● **Description of the task**
Below this sentence is a listing; return exactly its lines from the one with "pub fn validate_glob_patterns<S: AsRef<str>>(patterns: &[S])" to the one with "if is_rooted_pattern(pattern) ||", both kept, and nothing more.

● **Data records**
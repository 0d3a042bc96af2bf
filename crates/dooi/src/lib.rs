pub mod config;
pub mod copy;
pub mod edit;
pub mod error;
pub mod fetch;
pub mod guard;
pub mod mapping;
pub mod matcher;
pub mod parse;
pub mod pm;
pub mod runner;
pub mod workflow;

pub use config::{DooiConfig, default_exclude, default_include};
pub use copy::{
    ConflictMode, CopyAction, CopyPlan, CopyResult, InstallOptions, InstallOutcome, execute,
    install, plan,
};
pub use edit::{
    EditChange, EditOptions, EditPlan, EditPreview, EditResult, SkippedFile, TextReplacement,
    apply_edit_plan, edit_content, find_files_to_edit,
};
pub use error::{DooiError, ErrorCode, Result};
pub use fetch::{
    BatchFetchResult, DooiClient, FetchRequest, ListResult, RawOutput, StageSummary,
    StagingArtifact, read_stage_meta, remove_stage, resolve_uses,
};
pub use guard::{
    ensure_writable_directory, is_safe_path, resolve_within, validate_glob_patterns,
    validate_path_within,
};
pub use mapping::{PathMapping, PathStrategy, resolve_mapping};
pub use matcher::{FileInfo, FileMatcher, match_files, require_matches};
pub use parse::{CatalogItem, ComponentMeta, ItemKind, parse_component_meta, parse_list_output};
pub use pm::{
    InstallRequest, InstallResult, PackageManager, PackageManagerInfo, PackageManifest,
    detect_package_manager, install_all, install_packages, parse_package_spec, read_manifest,
    resolve_package_manager, validate_package_names,
};
pub use runner::{CommandOutput, CommandRunner, Invocation, ProcessRunner, ScriptedRunner};
pub use workflow::{
    DepsStep, FetchStep, InstallStep, StepRecord, WorkflowOptions, WorkflowResult, WorkflowSteps,
    WorkflowSummary, brand_edit_plan, execute_workflow, validate_workflow_options,
};
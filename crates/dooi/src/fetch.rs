//! Fetch adapter: runs the `dooi-ui` CLI and stages its output on disk.

use std::collections::{BTreeMap, HashSet};
use std::fs;
use std::path::{Path, PathBuf};
use std::sync::Arc;
use std::time::Duration;

use schemars::JsonSchema;
use serde::Serialize;
use serde_json::json;

use crate::config::{
    DooiConfig, STAGE_DIR_PREFIX, STAGE_MANIFEST_FILE, STAGE_META_DIR, STAGE_META_FILE,
};
use crate::error::{DooiError, ErrorCode, Result};
use crate::guard::{is_safe_path, sanitize_filename};
use crate::matcher::FileMatcher;
use crate::parse::{CatalogItem, ComponentMeta, parse_component_meta, parse_list_output};
use crate::runner::{CommandOutput, CommandRunner, Invocation, ProcessRunner};

#[derive(Debug, Clone, Default, PartialEq, Eq, Serialize, JsonSchema)]
pub struct RawOutput {
    pub stdout: String,
    pub stderr: String,
}

#[derive(Debug, Clone, PartialEq, Eq, Serialize, JsonSchema)]
pub struct ListResult {
    pub items: Vec<CatalogItem>,
    pub raw: RawOutput,
}

#[derive(Debug, Clone, Default, PartialEq, Eq)]
pub struct FetchRequest {
    pub id: String,
    pub git_ref: Option<String>,
    pub timeout: Option<Duration>,
    pub env: BTreeMap<String, String>,
}

impl FetchRequest {
    pub fn new(id: impl Into<String>) -> Self {
        Self {
            id: id.into(),
            ..Self::default()
        }
    }
}

/// A fetched artifact; `files` are relative to `stage_dir` and never include staging metadata.
#[derive(Debug, Clone, PartialEq, Eq, Serialize, JsonSchema)]
#[serde(rename_all = "camelCase")]
pub struct StagingArtifact {
    pub id: String,
    pub stage_dir: PathBuf,
    pub files: Vec<String>,
    pub meta: ComponentMeta,
    pub raw: RawOutput,
}

#[derive(Debug, Clone, PartialEq, Eq, Serialize, JsonSchema)]
#[serde(rename_all = "camelCase")]
pub struct StageSummary {
    pub id: String,
    pub stage_dir: PathBuf,
    pub files: Vec<String>,
}
//! Path guard: every copy and edit resolves its targets through this module before touching
//! the filesystem, so nothing is read or written outside the caller-designated root.

use std::fs;
use std::path::{Component, Path, PathBuf};

use crate::config::DEFAULT_EXCLUDE_PATTERNS;
use crate::error::{DooiError, ErrorCode, Result};

/// Traversal sequences and their percent-encoded spellings, matched case-insensitively.
const TRAVERSAL_SEQUENCES: &[&str] = &[
    "../",
    "..\\",
    "..%2f",
    "..%5c",
    "%2e%2e%2f",
    "%2e%2e%5c",
    "..%252f",
    "..%255c",
];

/// Patterns that would select an entire tree.
const UNBOUNDED_PATTERNS: &[&str] = &["**", "**/*", "**/**"];

const MAX_FILENAME_LENGTH: usize = 255;

/// Textual pre-filter; `false` when the candidate contains a traversal sequence.
pub fn is_safe_path(candidate: &str) -> bool {
    let lowered = candidate.to_lowercase();
    !TRAVERSAL_SEQUENCES
        .iter()
        .any(|sequence| lowered.contains(sequence))
}

/// Resolves `candidate` against `base` lexically and fails with `PathTraversal` when the
/// result is neither `base` nor a descendant of it.
pub fn resolve_within(base: &Path, candidate: impl AsRef<Path>) -> Result<PathBuf> {
    let candidate = candidate.as_ref();
    let base = absolute_normalized(base)?;
    let resolved = normalize_path(&base.join(candidate));

    if resolved != base && !resolved.starts_with(&base) {
        tracing::warn!(
            base = %base.display(),
            target = %resolved.display(),
            "path escapes its root"
        );
        return Err(DooiError::with_message(
            ErrorCode::PathTraversal,
            format!(
                "Path traversal attempt: {} escapes from {}",
                candidate.display(),
                base.display()
            ),
        )
        .detail("basePath", base.display().to_string())
        .detail("targetPath", candidate.display().to_string()));
    }

    Ok(resolved)
}

/// [`is_safe_path`] followed by [`resolve_within`].
pub fn validate_path_within(base: &Path, candidate: &str) -> Result<PathBuf> {
    if !is_safe_path(candidate) {
        return Err(DooiError::with_message(
            ErrorCode::PathTraversal,
            format!("Unsafe path detected: {candidate}"),
        )
        .detail("targetPath", candidate));
    }
    resolve_within(base, candidate)
}

/// Creates `path` (and parents) if needed, then proves it is writable by creating and removing a
/// scratch file inside it.
pub fn ensure_writable_directory(path: &Path) -> Result<()> {
    let not_writable = |reason: String| {
        DooiError::with_message(
            ErrorCode::DestNotWritable,
            format!("Cannot create or write to directory: {}", path.display()),
        )
        .detail("path", path.display().to_string())
        .detail("reason", reason)
    };

    fs::create_dir_all(path).map_err(|err| not_writable(err.to_string()))?;
    tempfile::NamedTempFile::new_in(path).map_err(|err| not_writable(err.to_string()))?;
    tracing::debug!(path = %path.display(), "directory is writable");
    Ok(())
}

/// Rejects glob patterns that reach outside the root or select everything.
///
/// Known-safe exclude patterns skip the checks entirely.
pub fn validate_glob_patterns<S: AsRef<str>>(patterns: &[S]) -> Result<()> {
    for pattern in patterns {
        let pattern = pattern.as_ref();
        if DEFAULT_EXCLUDE_PATTERNS.contains(&pattern) {
            continue;
        }

        if is_rooted_pattern(pattern) || has_traversal_segment(pattern) {
            return Err(DooiError::with_message(
                ErrorCode::PathTraversal,
                format!("Dangerous glob pattern detected: {pattern}"),
            )
            .detail("pattern", pattern));
        }

        if UNBOUNDED_PATTERNS.contains(&pattern) {
            return Err(DooiError::invalid_input(format!(
                "Glob pattern too broad: {pattern}"
            ))
            .detail("pattern", pattern));
        }
    }
    Ok(())
}

/// Replaces characters that are unsafe in a single path segment.
pub fn sanitize_filename(name: &str) -> String {
    let replaced: String = name
        .chars()
        .map(|ch| match ch {
            '<' | '>' | ':' | '"' | '/' | '\\' | '|' | '?' | '*' => '_',
            ch if ch.is_whitespace() => '_',
            ch => ch,
        })
        .collect();
    replaced
        .trim_start_matches('.')
        .chars()
        .take(MAX_FILENAME_LENGTH)
        .collect()
}

/// Lexically resolves `.` and `..` components without touching the filesystem.
pub fn normalize_path(path: &Path) -> PathBuf {
    let mut normalized = PathBuf::new();
    for component in path.components() {
        match component {
            Component::CurDir => {}
            Component::ParentDir => {
                normalized.pop();
            }
            other => normalized.push(other.as_os_str()),
        }
    }
    normalized
}

fn absolute_normalized(path: &Path) -> Result<PathBuf> {
    let absolute = std::path::absolute(path)?;
    Ok(normalize_path(&absolute))
}

fn is_rooted_pattern(pattern: &str) -> bool {
    let bytes = pattern.as_bytes();
    let drive_root = bytes.len() >= 3
        && bytes[0].is_ascii_alphabetic()
        && bytes[1] == b':'
        && (bytes[2] == b'/' || bytes[2] == b'\\');
    pattern.starts_with('/') || pattern.starts_with('\\') || drive_root
}

fn has_traversal_segment(pattern: &str) -> bool {
    pattern
        .split(['/', '\\'])
        .any(|segment| segment == ".." || segment == "...")
}

#[cfg(test)]
mod tests {
    use super::*;

    #[test]
    fn traversal_sequences_are_unsafe() {
        for candidate in [
            "../etc/passwd",
            "a/..\\b",
            "..%2Fsecret",
            "%2E%2E%2Fsecret",
            "..%252fdouble",
        ] {
            assert!(!is_safe_path(candidate), "{candidate} should be unsafe");
        }
        assert!(is_safe_path("components/ui/button.tsx"));
    }

    #[test]
    fn resolve_within_rejects_escape() {
        let err = resolve_within(Path::new("/proj"), "../../etc/passwd").unwrap_err();
        assert_eq!(err.code(), ErrorCode::PathTraversal);
    }

    #[test]
    fn resolve_within_rejects_sibling_with_shared_prefix() {
        let err = resolve_within(Path::new("/proj"), "/project-other/file").unwrap_err();
        assert_eq!(err.code(), ErrorCode::PathTraversal);
    }

    #[test]
    fn resolve_within_accepts_base_and_descendants() {
        assert_eq!(
            resolve_within(Path::new("/proj"), ".").unwrap(),
            PathBuf::from("/proj")
        );
        assert_eq!(
            resolve_within(Path::new("/proj"), "src/./lib/../ui/a.tsx").unwrap(),
            PathBuf::from("/proj/src/ui/a.tsx")
        );
    }

    #[test]
    fn glob_validation_flags_roots_and_unbounded_patterns() {
        assert_eq!(
            validate_glob_patterns(&["**/../**"]).unwrap_err().code(),
            ErrorCode::PathTraversal
        );
        assert_eq!(
            validate_glob_patterns(&["/**"]).unwrap_err().code(),
            ErrorCode::PathTraversal
        );
        assert_eq!(
            validate_glob_patterns(&["C:/**"]).unwrap_err().code(),
            ErrorCode::PathTraversal
        );
        assert_eq!(
            validate_glob_patterns(&["**/*"]).unwrap_err().code(),
            ErrorCode::InvalidInput
        );
        assert!(validate_glob_patterns(&["node_modules/**", "src/**", "**/*.tsx"]).is_ok());
    }

    #[test]
    fn writable_directory_is_created() {
        let temp = tempfile::tempdir().unwrap();
        let nested = temp.path().join("a/b/c");
        ensure_writable_directory(&nested).unwrap();
        assert!(nested.is_dir());
        assert_eq!(fs::read_dir(&nested).unwrap().count(), 0);
    }

    #[test]
    fn sanitize_filename_strips_separators_and_leading_dots() {
        assert_eq!(sanitize_filename("..hidden/name?.tsx"), "hidden_name_.tsx");
        assert_eq!(sanitize_filename("fluid blob"), "fluid_blob");
    }
}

● **Exercise output**
pub fn validate_glob_patterns<S: AsRef<str>>(patterns: &[S]) -> Result<()> {
    for pattern in patterns {
        let pattern = pattern.as_ref();
        if DEFAULT_EXCLUDE_PATTERNS.contains(&pattern) {
            continue;
        }

        if is_rooted_pattern(pattern) || has_traversal_segment(pattern) {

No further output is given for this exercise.